** Data supplied follows **

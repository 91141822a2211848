//! Background reconciliation for foldwise trees.
//!
//! - `reconciler`: plans, executes, validates and commits one attempt
//! - `worker`: pool draining the admission queue
//! - `daemon`: wiring and the `request_reconciliation` entry point
//! - `notify`: end-of-attempt notification sinks

pub mod brief;
pub mod daemon;
pub mod notify;
pub mod plan;
pub mod reconciler;
pub mod state_machine;
pub mod worker;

** End of Data supplied **

◆ Required work ◆
Repeat the data verbatim.

◆ Task output ◆
repository 91141822a2211848
//! Background reconciliation for foldwise trees.
//!
//! - `reconciler`: plans, executes, validates and commits one attempt
//! - `worker`: pool draining the admission queue
//! - `daemon`: wiring and the `request_reconciliation` entry point
//! - `notify`: end-of-attempt notification sinks

pub mod brief;
pub mod daemon;
pub mod notify;
pub mod plan;
pub mod reconciler;
pub mod state_machine;
pub mod worker;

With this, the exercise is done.